Content starts
//! Visibility-driven lazy loading of preview slots
//!
//! Tracks one placeholder slot per listed item and reports which slots have
//! scrolled into view so their preview can be loaded. Each slot fires at
//! most once: when its visible fraction against a margin-expanded viewport
//! crosses the threshold it transitions to `Loading` and observation stops,
//! even if the slot later leaves and re-enters the viewport.

use crate::queue::SlotId;

/// Extra viewport height, in pixels, added above and below the visible
/// area so slots start loading shortly before they scroll on screen
pub const DEFAULT_SCROLL_MARGIN: f32 = 300.0;

/// Fraction of a slot that must be inside the expanded viewport before its
/// load fires
pub const DEFAULT_VISIBLE_FRACTION: f32 = 0.1;

/// Axis-aligned rectangle in listing coordinates
#[derive(Debug, Clone, Copy, PartialEq)]
pub struct SlotRect {
    pub x: f32,
    pub y: f32,
    pub width: f32,
    pub height: f32,
}

impl SlotRect {
    /// Create a new rectangle
    pub fn new(x: f32, y: f32, width: f32, height: f32) -> Self {
        Self {
            x,
            y,
            width,
            height,
        }
    }

    /// Rectangle area
    pub fn area(&self) -> f32 {
        self.width * self.height
    }

    /// Area of the overlap with another rectangle, zero when disjoint
    pub fn intersection_area(&self, other: &SlotRect) -> f32 {
        let left = self.x.max(other.x);
        let right = (self.x + self.width).min(other.x + other.width);
        let top = self.y.max(other.y);
        let bottom = (self.y + self.height).min(other.y + other.height);

        let w = (right - left).max(0.0);
        let h = (bottom - top).max(0.0);
        w * h
    }
}

/// Lifecycle of one preview slot
///
/// `Filled`, `Empty`, and `Failed` are terminal; a slot is never retried
/// within one listing.
#[derive(Debug, Clone, Copy, PartialEq, Eq)]
pub enum SlotState {
    /// Registered, waiting to scroll into view
    Observed,

    /// Visibility fired; a render request is pending or in flight
    Loading,

    /// Preview rendered and attached
    Filled,

    /// Renderer ran but produced nothing (or no renderer exists)
    Empty,

    /// Renderer failed
    Failed,
}

impl SlotState {
    /// Whether the slot has reached a terminal state
    pub fn is_terminal(&self) -> bool {
        matches!(self, SlotState::Filled | SlotState::Empty | SlotState::Failed)
    }
}

/// Terminal outcome of a slot or popup load
#[derive(Debug, Clone, Copy, PartialEq, Eq)]
pub enum LoadOutcome {
    /// A visual was produced
    Filled,

    /// No visual exists for this item
    Empty,

    /// The renderer rejected the document
    Failed,
}

struct Slot {
    rect: SlotRect,
    state: SlotState,
}

/// One-shot visibility tracker for the current listing's slots
///
/// # Example
///
/// ```
/// use libshelf_scheduler::{SlotRect, SlotState, VisibilityTracker};
///
/// let mut tracker = VisibilityTracker::new();
/// let slot = tracker.register(SlotRect::new(0.0, 0.0, 200.0, 150.0));
///
/// let viewport = SlotRect::new(0.0, 0.0, 800.0, 600.0);
/// assert_eq!(tracker.due_slots(&viewport), vec![slot]);
/// assert_eq!(tracker.state(slot), Some(SlotState::Loading));
///
/// // Scrolling the slot out and back never re-fires it.
/// assert!(tracker.due_slots(&viewport).is_empty());
/// ```
pub struct VisibilityTracker {
    slots: Vec<Slot>,
    scroll_margin: f32,
    visible_fraction: f32,
}

impl VisibilityTracker {
    /// Create a tracker with default margin and threshold
    pub fn new() -> Self {
        Self {
            slots: Vec::new(),
            scroll_margin: DEFAULT_SCROLL_MARGIN,
            visible_fraction: DEFAULT_VISIBLE_FRACTION,
        }
    }

    /// Set the vertical margin added around the viewport
    pub fn with_scroll_margin(mut self, margin: f32) -> Self {
        self.scroll_margin = margin;
        self
    }

    /// Set the visible-fraction threshold
    pub fn with_visible_fraction(mut self, fraction: f32) -> Self {
        self.visible_fraction = fraction;
        self
    }

    /// Register a slot and start observing it
    pub fn register(&mut self, rect: SlotRect) -> SlotId {
        let id = self.slots.len();
        self.slots.push(Slot {
            rect,
            state: SlotState::Observed,
        });
        id
    }

    /// Drop every slot; called when the listing is replaced
    pub fn clear(&mut self) {
        self.slots.clear();
    }

    /// Slots whose load should fire for the given viewport
    ///
    /// The viewport is expanded by the scroll margin above and below
    /// (lazy loading leads the scroll direction). Every returned slot has
    /// transitioned `Observed -> Loading` and will never be returned again.
    pub fn due_slots(&mut self, viewport: &SlotRect) -> Vec<SlotId> {
        let expanded = SlotRect::new(
            viewport.x,
            viewport.y - self.scroll_margin,
            viewport.width,
            viewport.height + 2.0 * self.scroll_margin,
        );

        let mut due = Vec::new();
        for (id, slot) in self.slots.iter_mut().enumerate() {
            if slot.state != SlotState::Observed {
                continue;
            }
            let area = slot.rect.area();
            if area <= 0.0 {
                // zero-size slots can never meet the fraction threshold
                continue;
            }
            let visible = slot.rect.intersection_area(&expanded) / area;
            if visible >= self.visible_fraction {
                slot.state = SlotState::Loading;
                due.push(id);
            }
        }
        due
    }

    /// Record the terminal outcome of a slot load
    ///
    /// Only a slot in `Loading` accepts an outcome; returns `false`
    /// otherwise (unknown id or already terminal).
    pub fn complete(&mut self, id: SlotId, outcome: LoadOutcome) -> bool {
        let Some(slot) = self.slots.get_mut(id) else {
            return false;
        };
        if slot.state != SlotState::Loading {
            return false;
        }
        slot.state = match outcome {
            LoadOutcome::Filled => SlotState::Filled,
            LoadOutcome::Empty => SlotState::Empty,
            LoadOutcome::Failed => SlotState::Failed,
        };
        true
    }

    /// Current state of a slot
    pub fn state(&self, id: SlotId) -> Option<SlotState> {
        self.slots.get(id).map(|s| s.state)
    }

    /// Number of registered slots
    pub fn len(&self) -> usize {
        self.slots.len()
    }

    /// Check whether any slots are registered
    pub fn is_empty(&self) -> bool {
        self.slots.is_empty()
    }
}

impl Default for VisibilityTracker {
    fn default() -> Self {
        Self::new()
    }
}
Content ends
▶ **Exercise**
In the answer, every line above should be retyped exactly.

▶ **Response to the task**
//! Visibility-driven lazy loading of preview slots
//!
//! Tracks one placeholder slot per listed item and reports which slots have
//! scrolled into view so their preview can be loaded. Each slot fires at
//! most once: when its visible fraction against a margin-expanded viewport
//! crosses the threshold it transitions to `Loading` and observation stops,
//! even if the slot later leaves and re-enters the viewport.

use crate::queue::SlotId;

/// Extra viewport height, in pixels, added above and below the visible
/// area so slots start loading shortly before they scroll on screen
pub const DEFAULT_SCROLL_MARGIN: f32 = 300.0;

/// Fraction of a slot that must be inside the expanded viewport before its
/// load fires
pub const DEFAULT_VISIBLE_FRACTION: f32 = 0.1;

/// Axis-aligned rectangle in listing coordinates
#[derive(Debug, Clone, Copy, PartialEq)]
pub struct SlotRect {
    pub x: f32,
    pub y: f32,
    pub width: f32,
    pub height: f32,
}

impl SlotRect {
    /// Create a new rectangle
    pub fn new(x: f32, y: f32, width: f32, height: f32) -> Self {
        Self {
            x,
            y,
            width,
            height,
        }
    }

    /// Rectangle area
    pub fn area(&self) -> f32 {
        self.width * self.height
    }

    /// Area of the overlap with another rectangle, zero when disjoint
    pub fn intersection_area(&self, other: &SlotRect) -> f32 {
        let left = self.x.max(other.x);
        let right = (self.x + self.width).min(other.x + other.width);
        let top = self.y.max(other.y);
        let bottom = (self.y + self.height).min(other.y + other.height);

        let w = (right - left).max(0.0);
        let h = (bottom - top).max(0.0);
        w * h
    }
}

/// Lifecycle of one preview slot
///
/// `Filled`, `Empty`, and `Failed` are terminal; a slot is never retried
/// within one listing.
#[derive(Debug, Clone, Copy, PartialEq, Eq)]
pub enum SlotState {
    /// Registered, waiting to scroll into view
    Observed,

    /// Visibility fired; a render request is pending or in flight
    Loading,

    /// Preview rendered and attached
    Filled,

    /// Renderer ran but produced nothing (or no renderer exists)
    Empty,

    /// Renderer failed
    Failed,
}

impl SlotState {
    /// Whether the slot has reached a terminal state
    pub fn is_terminal(&self) -> bool {
        matches!(self, SlotState::Filled | SlotState::Empty | SlotState::Failed)
    }
}

/// Terminal outcome of a slot or popup load
#[derive(Debug, Clone, Copy, PartialEq, Eq)]
pub enum LoadOutcome {
    /// A visual was produced
    Filled,

    /// No visual exists for this item
    Empty,

    /// The renderer rejected the document
    Failed,
}

struct Slot {
    rect: SlotRect,
    state: SlotState,
}

/// One-shot visibility tracker for the current listing's slots
///
/// # Example
///
/// ```
/// use libshelf_scheduler::{SlotRect, SlotState, VisibilityTracker};
///
/// let mut tracker = VisibilityTracker::new();
/// let slot = tracker.register(SlotRect::new(0.0, 0.0, 200.0, 150.0));
///
/// let viewport = SlotRect::new(0.0, 0.0, 800.0, 600.0);
/// assert_eq!(tracker.due_slots(&viewport), vec![slot]);
/// assert_eq!(tracker.state(slot), Some(SlotState::Loading));
///
/// // Scrolling the slot out and back never re-fires it.
/// assert!(tracker.due_slots(&viewport).is_empty());
/// ```
pub struct VisibilityTracker {
    slots: Vec<Slot>,
    scroll_margin: f32,
    visible_fraction: f32,
}

impl VisibilityTracker {
    /// Create a tracker with default margin and threshold
    pub fn new() -> Self {
        Self {
            slots: Vec::new(),
            scroll_margin: DEFAULT_SCROLL_MARGIN,
            visible_fraction: DEFAULT_VISIBLE_FRACTION,
        }
    }

    /// Set the vertical margin added around the viewport
    pub fn with_scroll_margin(mut self, margin: f32) -> Self {
        self.scroll_margin = margin;
        self
    }

    /// Set the visible-fraction threshold
    pub fn with_visible_fraction(mut self, fraction: f32) -> Self {
        self.visible_fraction = fraction;
        self
    }

    /// Register a slot and start observing it
    pub fn register(&mut self, rect: SlotRect) -> SlotId {
        let id = self.slots.len();
        self.slots.push(Slot {
            rect,
            state: SlotState::Observed,
        });
        id
    }

    /// Drop every slot; called when the listing is replaced
    pub fn clear(&mut self) {
        self.slots.clear();
    }

    /// Slots whose load should fire for the given viewport
    ///
    /// The viewport is expanded by the scroll margin above and below
    /// (lazy loading leads the scroll direction). Every returned slot has
    /// transitioned `Observed -> Loading` and will never be returned again.
    pub fn due_slots(&mut self, viewport: &SlotRect) -> Vec<SlotId> {
        let expanded = SlotRect::new(
            viewport.x,
            viewport.y - self.scroll_margin,
            viewport.width,
            viewport.height + 2.0 * self.scroll_margin,
        );

        let mut due = Vec::new();
        for (id, slot) in self.slots.iter_mut().enumerate() {
            if slot.state != SlotState::Observed {
                continue;
            }
            let area = slot.rect.area();
            if area <= 0.0 {
                // zero-size slots can never meet the fraction threshold
                continue;
            }
            let visible = slot.rect.intersection_area(&expanded) / area;
            if visible >= self.visible_fraction {
                slot.state = SlotState::Loading;
                due.push(id);
            }
        }
        due
    }

    /// Record the terminal outcome of a slot load
    ///
    /// Only a slot in `Loading` accepts an outcome; returns `false`
    /// otherwise (unknown id or already terminal).
    pub fn complete(&mut self, id: SlotId, outcome: LoadOutcome) -> bool {
        let Some(slot) = self.slots.get_mut(id) else {
            return false;
        };
        if slot.state != SlotState::Loading {
            return false;
        }
        slot.state = match outcome {
            LoadOutcome::Filled => SlotState::Filled,
            LoadOutcome::Empty => SlotState::Empty,
            LoadOutcome::Failed => SlotState::Failed,
        };
        true
    }

    /// Current state of a slot
    pub fn state(&self, id: SlotId) -> Option<SlotState> {
        self.slots.get(id).map(|s| s.state)
    }

    /// Number of registered slots
    pub fn len(&self) -> usize {
        self.slots.len()
    }

    /// Check whether any slots are registered
    pub fn is_empty(&self) -> bool {
        self.slots.is_empty()
    }
}

impl Default for VisibilityTracker {
    fn default() -> Self {
        Self::new()
    }
}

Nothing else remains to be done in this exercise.